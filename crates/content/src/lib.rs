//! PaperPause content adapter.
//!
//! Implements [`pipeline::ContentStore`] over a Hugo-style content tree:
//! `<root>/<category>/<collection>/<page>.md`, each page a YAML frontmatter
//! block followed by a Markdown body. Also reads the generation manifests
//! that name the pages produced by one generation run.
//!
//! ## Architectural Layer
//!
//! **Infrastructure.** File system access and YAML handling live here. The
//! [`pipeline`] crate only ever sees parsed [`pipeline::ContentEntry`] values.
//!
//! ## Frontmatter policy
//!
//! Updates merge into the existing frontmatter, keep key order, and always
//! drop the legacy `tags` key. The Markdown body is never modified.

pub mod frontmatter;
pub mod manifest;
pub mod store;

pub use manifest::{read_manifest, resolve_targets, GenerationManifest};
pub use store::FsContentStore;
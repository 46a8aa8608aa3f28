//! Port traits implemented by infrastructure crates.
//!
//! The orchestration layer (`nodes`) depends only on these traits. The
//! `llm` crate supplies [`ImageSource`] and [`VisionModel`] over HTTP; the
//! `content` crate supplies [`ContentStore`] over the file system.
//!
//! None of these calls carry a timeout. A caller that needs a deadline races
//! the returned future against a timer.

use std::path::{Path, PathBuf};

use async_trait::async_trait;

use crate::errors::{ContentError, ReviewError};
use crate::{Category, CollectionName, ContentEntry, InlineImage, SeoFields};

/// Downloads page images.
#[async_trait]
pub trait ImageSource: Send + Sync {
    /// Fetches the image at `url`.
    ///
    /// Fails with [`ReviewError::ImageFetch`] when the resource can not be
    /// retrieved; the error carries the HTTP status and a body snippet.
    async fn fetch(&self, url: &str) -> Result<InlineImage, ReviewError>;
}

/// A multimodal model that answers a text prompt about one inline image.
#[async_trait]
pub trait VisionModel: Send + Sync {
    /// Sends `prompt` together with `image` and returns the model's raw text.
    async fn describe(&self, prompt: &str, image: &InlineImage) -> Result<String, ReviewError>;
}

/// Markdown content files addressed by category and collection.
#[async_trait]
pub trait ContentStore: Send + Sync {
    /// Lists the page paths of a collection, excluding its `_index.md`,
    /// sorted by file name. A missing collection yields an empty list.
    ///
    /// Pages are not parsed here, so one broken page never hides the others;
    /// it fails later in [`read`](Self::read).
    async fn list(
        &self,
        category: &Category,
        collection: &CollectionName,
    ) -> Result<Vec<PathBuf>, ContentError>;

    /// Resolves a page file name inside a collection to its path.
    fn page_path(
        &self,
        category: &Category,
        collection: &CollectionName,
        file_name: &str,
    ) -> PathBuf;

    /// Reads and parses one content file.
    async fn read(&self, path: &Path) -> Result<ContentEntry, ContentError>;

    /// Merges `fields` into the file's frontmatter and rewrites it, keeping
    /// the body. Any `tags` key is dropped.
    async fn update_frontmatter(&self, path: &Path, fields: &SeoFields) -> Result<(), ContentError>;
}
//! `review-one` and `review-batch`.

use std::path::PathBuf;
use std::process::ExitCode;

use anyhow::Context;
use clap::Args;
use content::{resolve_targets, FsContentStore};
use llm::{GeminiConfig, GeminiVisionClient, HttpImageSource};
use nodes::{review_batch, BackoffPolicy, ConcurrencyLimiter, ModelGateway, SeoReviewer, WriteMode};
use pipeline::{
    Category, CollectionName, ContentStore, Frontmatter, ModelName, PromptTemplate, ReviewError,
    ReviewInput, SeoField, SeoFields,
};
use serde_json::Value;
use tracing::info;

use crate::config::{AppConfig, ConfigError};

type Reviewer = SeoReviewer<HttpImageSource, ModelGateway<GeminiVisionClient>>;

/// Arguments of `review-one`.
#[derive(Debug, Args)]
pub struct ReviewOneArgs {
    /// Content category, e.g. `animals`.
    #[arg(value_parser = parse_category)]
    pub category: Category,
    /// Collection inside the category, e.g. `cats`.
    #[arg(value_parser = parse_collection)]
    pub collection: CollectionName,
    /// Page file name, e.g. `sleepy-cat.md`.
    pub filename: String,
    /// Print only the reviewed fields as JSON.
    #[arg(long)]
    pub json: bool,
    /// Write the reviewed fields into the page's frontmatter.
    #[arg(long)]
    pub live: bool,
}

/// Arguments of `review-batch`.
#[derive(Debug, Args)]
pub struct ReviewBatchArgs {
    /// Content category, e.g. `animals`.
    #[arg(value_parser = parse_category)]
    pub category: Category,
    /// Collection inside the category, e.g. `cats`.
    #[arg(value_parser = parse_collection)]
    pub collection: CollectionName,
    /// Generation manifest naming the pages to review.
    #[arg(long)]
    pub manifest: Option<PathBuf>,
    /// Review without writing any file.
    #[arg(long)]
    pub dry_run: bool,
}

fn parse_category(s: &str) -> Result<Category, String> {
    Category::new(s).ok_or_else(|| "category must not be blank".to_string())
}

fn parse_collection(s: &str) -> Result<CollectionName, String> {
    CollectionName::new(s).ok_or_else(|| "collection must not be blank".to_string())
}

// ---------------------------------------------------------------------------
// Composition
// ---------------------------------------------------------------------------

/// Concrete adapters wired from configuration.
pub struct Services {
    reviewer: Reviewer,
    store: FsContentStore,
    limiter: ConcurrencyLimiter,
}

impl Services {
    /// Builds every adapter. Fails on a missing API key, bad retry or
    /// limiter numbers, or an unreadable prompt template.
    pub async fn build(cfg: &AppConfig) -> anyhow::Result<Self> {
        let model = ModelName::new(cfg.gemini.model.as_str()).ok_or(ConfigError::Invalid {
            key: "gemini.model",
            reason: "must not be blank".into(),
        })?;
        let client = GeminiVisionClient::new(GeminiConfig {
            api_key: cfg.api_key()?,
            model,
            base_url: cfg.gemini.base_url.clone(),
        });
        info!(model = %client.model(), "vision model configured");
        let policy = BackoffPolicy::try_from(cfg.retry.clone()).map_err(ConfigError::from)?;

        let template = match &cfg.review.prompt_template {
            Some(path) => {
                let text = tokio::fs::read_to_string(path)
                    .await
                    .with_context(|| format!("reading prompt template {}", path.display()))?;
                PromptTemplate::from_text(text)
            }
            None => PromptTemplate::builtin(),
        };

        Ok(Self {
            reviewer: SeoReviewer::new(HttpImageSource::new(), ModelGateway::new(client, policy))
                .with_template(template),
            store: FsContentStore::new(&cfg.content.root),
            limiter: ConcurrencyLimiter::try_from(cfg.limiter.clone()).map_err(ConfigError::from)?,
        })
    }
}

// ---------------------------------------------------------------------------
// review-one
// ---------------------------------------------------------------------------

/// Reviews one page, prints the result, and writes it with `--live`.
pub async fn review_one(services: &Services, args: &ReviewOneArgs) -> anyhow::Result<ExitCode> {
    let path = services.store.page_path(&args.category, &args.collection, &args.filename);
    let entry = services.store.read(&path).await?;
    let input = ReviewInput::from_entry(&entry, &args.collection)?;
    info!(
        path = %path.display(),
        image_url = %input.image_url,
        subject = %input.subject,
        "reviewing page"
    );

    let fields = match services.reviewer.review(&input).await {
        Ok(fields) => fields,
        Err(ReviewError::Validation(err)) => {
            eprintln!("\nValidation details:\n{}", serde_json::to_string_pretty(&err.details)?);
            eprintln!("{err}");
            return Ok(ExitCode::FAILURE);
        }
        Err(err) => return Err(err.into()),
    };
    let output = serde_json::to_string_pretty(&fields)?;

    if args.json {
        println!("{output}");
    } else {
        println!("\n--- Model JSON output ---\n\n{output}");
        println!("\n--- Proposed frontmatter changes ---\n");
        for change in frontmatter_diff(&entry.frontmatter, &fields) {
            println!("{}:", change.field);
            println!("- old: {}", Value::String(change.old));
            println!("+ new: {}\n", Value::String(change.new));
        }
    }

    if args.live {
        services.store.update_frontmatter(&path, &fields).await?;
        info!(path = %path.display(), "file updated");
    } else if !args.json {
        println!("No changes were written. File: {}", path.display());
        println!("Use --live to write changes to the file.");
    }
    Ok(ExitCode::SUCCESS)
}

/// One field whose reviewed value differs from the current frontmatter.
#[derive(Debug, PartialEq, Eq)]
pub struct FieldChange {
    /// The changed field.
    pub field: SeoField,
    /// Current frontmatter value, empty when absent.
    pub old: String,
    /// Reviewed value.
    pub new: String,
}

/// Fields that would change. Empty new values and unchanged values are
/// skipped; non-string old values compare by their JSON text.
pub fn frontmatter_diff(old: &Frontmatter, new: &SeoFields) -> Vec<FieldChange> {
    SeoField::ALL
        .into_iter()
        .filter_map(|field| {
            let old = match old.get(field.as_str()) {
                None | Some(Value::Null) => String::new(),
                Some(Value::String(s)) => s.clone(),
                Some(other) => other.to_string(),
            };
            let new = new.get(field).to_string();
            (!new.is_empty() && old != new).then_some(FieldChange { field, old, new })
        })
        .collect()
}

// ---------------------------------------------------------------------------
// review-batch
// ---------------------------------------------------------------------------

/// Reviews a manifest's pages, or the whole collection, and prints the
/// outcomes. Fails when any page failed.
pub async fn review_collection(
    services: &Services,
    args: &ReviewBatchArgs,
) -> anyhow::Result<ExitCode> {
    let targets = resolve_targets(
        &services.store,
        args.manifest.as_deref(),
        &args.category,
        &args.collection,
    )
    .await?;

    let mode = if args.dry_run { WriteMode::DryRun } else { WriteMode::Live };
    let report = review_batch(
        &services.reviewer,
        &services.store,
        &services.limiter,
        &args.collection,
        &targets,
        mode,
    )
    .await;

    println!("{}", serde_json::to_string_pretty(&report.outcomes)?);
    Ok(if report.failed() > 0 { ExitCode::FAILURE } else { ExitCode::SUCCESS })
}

★ ★ ★ ★

§ **PROBLEM TO SOLVE**: Repeat exactly the lines above, starting with the first line of the records and finishing with the line holding "use async_trait::async_trait;". Add no other line.

§ **REPLY TO THE TASK**:
filename crates/content/src/lib.rs
//! PaperPause content adapter.
//!
//! Implements [`pipeline::ContentStore`] over a Hugo-style content tree:
//! `<root>/<category>/<collection>/<page>.md`, each page a YAML frontmatter
//! block followed by a Markdown body. Also reads the generation manifests
//! that name the pages produced by one generation run.
//!
//! ## Architectural Layer
//!
//! **Infrastructure.** File system access and YAML handling live here. The
//! [`pipeline`] crate only ever sees parsed [`pipeline::ContentEntry`] values.
//!
//! ## Frontmatter policy
//!
//! Updates merge into the existing frontmatter, keep key order, and always
//! drop the legacy `tags` key. The Markdown body is never modified.

pub mod frontmatter;
pub mod manifest;
pub mod store;

pub use manifest::{read_manifest, resolve_targets, GenerationManifest};
pub use store::FsContentStore;
repository 46a8aa8608aa3f28
//! Port traits implemented by infrastructure crates.
//!
//! The orchestration layer (`nodes`) depends only on these traits. The
//! `llm` crate supplies [`ImageSource`] and [`VisionModel`] over HTTP; the
//! `content` crate supplies [`ContentStore`] over the file system.
//!
//! None of these calls carry a timeout. A caller that needs a deadline races
//! the returned future against a timer.

use std::path::{Path, PathBuf};

use async_trait::async_trait;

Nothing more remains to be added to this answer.